:: Exercise goal ::
From the records below, take each line where the string "LedgerError" shows up and copy it.

Top of Supplied information

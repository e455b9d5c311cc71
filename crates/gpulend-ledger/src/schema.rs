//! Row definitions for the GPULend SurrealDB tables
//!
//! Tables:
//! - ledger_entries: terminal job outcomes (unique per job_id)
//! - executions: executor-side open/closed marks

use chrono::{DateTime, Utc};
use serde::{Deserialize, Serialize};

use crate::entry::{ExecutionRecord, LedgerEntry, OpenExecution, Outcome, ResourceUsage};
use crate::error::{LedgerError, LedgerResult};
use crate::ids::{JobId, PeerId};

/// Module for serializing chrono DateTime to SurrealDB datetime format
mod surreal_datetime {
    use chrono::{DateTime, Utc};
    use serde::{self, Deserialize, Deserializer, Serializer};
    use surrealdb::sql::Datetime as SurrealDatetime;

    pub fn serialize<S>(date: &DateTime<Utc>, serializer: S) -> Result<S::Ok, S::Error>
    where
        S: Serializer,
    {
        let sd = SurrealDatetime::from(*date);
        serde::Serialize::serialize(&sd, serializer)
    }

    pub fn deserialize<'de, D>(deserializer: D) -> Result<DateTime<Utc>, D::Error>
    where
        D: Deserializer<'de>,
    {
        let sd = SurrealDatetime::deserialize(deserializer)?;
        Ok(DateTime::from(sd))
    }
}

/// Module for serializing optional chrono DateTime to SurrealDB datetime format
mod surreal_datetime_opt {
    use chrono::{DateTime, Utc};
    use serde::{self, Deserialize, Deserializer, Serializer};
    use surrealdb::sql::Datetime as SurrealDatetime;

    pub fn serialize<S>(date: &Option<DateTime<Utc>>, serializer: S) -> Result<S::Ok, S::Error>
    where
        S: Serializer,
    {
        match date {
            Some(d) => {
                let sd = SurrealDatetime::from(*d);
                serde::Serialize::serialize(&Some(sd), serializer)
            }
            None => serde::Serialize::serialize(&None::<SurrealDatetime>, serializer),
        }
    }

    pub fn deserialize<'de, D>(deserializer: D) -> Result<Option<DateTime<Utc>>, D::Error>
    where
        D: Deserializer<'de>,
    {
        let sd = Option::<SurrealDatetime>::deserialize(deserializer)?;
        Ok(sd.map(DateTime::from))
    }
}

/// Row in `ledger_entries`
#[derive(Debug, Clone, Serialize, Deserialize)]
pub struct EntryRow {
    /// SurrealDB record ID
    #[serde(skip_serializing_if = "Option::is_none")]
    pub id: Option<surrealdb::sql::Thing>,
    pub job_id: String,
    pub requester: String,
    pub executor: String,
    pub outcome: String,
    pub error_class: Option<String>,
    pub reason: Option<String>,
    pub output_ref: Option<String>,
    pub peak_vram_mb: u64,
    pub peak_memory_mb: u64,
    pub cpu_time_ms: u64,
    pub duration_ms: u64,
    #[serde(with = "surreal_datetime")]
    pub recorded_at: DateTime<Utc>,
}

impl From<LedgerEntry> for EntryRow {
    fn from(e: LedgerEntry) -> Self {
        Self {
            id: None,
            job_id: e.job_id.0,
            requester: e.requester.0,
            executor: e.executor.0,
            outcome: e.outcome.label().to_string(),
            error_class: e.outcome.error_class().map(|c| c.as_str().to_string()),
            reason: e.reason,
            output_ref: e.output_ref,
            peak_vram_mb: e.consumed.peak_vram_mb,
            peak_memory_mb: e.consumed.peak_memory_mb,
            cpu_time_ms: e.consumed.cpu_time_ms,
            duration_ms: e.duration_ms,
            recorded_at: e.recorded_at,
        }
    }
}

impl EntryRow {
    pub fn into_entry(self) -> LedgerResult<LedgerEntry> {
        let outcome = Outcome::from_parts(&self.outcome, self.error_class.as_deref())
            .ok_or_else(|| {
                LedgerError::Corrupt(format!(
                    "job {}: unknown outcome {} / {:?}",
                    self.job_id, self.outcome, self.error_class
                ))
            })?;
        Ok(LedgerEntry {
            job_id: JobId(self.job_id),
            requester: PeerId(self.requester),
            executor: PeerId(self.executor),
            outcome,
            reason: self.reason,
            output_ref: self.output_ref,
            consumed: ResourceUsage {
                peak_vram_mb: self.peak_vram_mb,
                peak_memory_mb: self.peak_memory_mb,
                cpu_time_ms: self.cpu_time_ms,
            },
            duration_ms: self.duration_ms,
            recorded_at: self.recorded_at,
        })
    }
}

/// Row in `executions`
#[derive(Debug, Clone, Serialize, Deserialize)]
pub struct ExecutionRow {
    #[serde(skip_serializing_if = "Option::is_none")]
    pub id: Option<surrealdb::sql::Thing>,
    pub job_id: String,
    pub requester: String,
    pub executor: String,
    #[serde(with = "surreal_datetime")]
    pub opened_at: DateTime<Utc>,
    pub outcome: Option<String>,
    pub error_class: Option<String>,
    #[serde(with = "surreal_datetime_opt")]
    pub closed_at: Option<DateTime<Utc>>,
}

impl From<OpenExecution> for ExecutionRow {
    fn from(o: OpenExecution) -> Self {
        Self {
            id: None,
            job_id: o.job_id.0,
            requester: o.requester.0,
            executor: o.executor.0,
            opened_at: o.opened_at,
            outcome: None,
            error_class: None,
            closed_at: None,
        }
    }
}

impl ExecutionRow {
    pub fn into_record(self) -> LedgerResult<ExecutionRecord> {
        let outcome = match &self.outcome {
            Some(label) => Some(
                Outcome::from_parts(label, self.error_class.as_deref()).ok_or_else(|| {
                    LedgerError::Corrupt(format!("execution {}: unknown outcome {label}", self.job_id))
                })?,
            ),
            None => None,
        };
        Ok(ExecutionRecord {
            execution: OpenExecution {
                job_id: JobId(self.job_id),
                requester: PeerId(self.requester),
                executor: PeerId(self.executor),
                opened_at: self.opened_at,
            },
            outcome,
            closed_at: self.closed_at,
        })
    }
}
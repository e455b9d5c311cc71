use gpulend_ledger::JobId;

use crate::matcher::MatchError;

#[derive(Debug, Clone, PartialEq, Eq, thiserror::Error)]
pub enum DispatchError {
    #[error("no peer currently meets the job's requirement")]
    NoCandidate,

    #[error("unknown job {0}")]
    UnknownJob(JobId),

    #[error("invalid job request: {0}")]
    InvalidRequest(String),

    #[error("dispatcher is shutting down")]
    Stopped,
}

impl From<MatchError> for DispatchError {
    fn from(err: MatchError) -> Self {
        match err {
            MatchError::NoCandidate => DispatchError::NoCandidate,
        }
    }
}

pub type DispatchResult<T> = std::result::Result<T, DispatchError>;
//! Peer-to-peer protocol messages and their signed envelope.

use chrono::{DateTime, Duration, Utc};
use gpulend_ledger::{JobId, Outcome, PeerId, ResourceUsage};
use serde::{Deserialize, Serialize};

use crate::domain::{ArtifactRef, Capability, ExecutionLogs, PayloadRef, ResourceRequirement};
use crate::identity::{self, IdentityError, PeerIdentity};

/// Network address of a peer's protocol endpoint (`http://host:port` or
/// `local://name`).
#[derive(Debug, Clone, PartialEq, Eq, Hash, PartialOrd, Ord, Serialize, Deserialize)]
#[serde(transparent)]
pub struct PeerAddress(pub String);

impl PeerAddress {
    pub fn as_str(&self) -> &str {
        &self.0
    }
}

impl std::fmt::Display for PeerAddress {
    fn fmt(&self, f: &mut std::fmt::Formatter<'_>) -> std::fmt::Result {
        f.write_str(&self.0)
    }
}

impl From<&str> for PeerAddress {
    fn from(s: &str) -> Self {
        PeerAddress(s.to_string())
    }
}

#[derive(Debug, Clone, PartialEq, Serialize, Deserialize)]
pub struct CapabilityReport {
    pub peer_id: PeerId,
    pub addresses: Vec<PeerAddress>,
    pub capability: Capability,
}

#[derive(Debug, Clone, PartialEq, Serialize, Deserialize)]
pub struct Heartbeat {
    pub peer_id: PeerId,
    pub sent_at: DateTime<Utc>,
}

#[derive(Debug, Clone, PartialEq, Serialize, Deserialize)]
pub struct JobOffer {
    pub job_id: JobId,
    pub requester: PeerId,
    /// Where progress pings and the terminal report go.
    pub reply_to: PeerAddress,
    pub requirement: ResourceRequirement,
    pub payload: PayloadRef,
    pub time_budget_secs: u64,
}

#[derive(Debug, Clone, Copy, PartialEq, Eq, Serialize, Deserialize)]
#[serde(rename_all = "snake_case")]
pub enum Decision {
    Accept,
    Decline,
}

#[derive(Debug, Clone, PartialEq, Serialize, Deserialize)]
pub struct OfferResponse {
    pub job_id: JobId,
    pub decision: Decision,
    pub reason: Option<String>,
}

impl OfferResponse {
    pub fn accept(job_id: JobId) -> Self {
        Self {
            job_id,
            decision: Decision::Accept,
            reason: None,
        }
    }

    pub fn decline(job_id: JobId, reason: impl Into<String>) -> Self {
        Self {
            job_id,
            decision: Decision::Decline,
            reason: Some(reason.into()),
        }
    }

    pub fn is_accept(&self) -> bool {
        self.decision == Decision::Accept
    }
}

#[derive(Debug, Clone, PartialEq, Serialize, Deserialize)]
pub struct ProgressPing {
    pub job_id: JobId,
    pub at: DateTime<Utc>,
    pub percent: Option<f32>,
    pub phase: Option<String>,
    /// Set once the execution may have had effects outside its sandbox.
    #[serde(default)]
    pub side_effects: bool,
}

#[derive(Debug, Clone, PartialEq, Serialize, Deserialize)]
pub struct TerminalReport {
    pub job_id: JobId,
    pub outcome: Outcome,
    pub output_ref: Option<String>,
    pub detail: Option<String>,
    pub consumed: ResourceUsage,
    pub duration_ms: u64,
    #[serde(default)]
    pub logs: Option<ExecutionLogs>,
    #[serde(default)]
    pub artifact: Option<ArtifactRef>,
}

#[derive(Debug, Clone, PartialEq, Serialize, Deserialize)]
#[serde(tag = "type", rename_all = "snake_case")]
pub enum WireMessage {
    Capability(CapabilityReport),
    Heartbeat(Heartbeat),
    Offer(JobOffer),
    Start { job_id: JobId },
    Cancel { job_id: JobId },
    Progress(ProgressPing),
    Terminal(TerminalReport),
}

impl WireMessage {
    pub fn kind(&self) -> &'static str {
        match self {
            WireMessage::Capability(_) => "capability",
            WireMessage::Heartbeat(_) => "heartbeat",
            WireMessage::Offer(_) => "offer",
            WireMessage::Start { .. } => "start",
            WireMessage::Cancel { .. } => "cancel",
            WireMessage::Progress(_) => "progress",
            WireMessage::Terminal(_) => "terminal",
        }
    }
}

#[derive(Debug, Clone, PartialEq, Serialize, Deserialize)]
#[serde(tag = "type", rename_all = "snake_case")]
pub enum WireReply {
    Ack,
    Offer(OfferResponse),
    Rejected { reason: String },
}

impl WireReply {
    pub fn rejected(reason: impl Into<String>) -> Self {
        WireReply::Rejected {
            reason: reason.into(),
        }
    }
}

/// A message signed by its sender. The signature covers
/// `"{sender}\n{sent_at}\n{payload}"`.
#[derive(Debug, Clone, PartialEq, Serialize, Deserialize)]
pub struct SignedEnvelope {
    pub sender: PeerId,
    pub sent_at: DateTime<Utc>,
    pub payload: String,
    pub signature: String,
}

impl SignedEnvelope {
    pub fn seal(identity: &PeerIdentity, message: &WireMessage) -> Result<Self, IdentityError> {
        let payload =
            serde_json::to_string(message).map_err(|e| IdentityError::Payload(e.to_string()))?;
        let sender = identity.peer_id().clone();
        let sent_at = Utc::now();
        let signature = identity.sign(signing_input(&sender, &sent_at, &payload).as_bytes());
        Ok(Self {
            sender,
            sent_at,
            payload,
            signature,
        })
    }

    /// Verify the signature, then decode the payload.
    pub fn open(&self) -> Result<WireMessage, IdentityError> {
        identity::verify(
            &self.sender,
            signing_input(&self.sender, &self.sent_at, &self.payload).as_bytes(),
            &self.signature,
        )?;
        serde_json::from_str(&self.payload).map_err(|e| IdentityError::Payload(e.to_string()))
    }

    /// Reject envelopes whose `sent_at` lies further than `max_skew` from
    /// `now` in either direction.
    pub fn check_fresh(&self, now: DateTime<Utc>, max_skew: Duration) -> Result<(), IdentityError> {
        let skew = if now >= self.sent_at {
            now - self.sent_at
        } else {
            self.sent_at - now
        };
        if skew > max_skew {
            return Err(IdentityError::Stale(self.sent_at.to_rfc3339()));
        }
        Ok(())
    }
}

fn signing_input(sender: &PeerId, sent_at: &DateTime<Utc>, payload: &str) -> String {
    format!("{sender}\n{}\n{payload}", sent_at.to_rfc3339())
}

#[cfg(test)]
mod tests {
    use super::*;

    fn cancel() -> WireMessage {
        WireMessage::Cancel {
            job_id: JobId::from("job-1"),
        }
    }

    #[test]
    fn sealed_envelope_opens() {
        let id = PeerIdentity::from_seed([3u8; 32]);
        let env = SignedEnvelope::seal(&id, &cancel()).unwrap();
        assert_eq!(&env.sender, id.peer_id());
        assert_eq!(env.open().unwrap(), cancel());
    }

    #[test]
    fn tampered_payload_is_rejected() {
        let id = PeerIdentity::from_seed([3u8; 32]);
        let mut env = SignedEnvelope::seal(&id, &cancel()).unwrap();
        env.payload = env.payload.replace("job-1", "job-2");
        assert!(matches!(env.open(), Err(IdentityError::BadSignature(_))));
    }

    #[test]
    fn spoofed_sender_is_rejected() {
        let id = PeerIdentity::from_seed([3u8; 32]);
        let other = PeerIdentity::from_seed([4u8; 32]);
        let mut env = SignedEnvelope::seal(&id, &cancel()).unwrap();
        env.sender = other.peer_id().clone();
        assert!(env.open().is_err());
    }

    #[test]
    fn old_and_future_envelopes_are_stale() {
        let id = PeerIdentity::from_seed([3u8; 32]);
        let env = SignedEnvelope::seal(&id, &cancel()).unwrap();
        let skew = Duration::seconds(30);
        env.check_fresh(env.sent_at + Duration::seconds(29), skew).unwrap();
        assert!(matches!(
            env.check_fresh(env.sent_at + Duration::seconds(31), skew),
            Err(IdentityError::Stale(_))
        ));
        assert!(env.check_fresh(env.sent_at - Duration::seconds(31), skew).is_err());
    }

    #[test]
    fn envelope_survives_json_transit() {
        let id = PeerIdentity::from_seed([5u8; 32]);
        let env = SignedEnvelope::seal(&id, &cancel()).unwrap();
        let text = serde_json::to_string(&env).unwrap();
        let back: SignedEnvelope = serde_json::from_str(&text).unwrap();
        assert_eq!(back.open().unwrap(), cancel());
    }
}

Bottom of Supplied information

:: Task result ::
use crate::error::{LedgerError, LedgerResult};
                LedgerError::Corrupt(format!(
                    LedgerError::Corrupt(format!("execution {}: unknown outcome {label}", self.job_id))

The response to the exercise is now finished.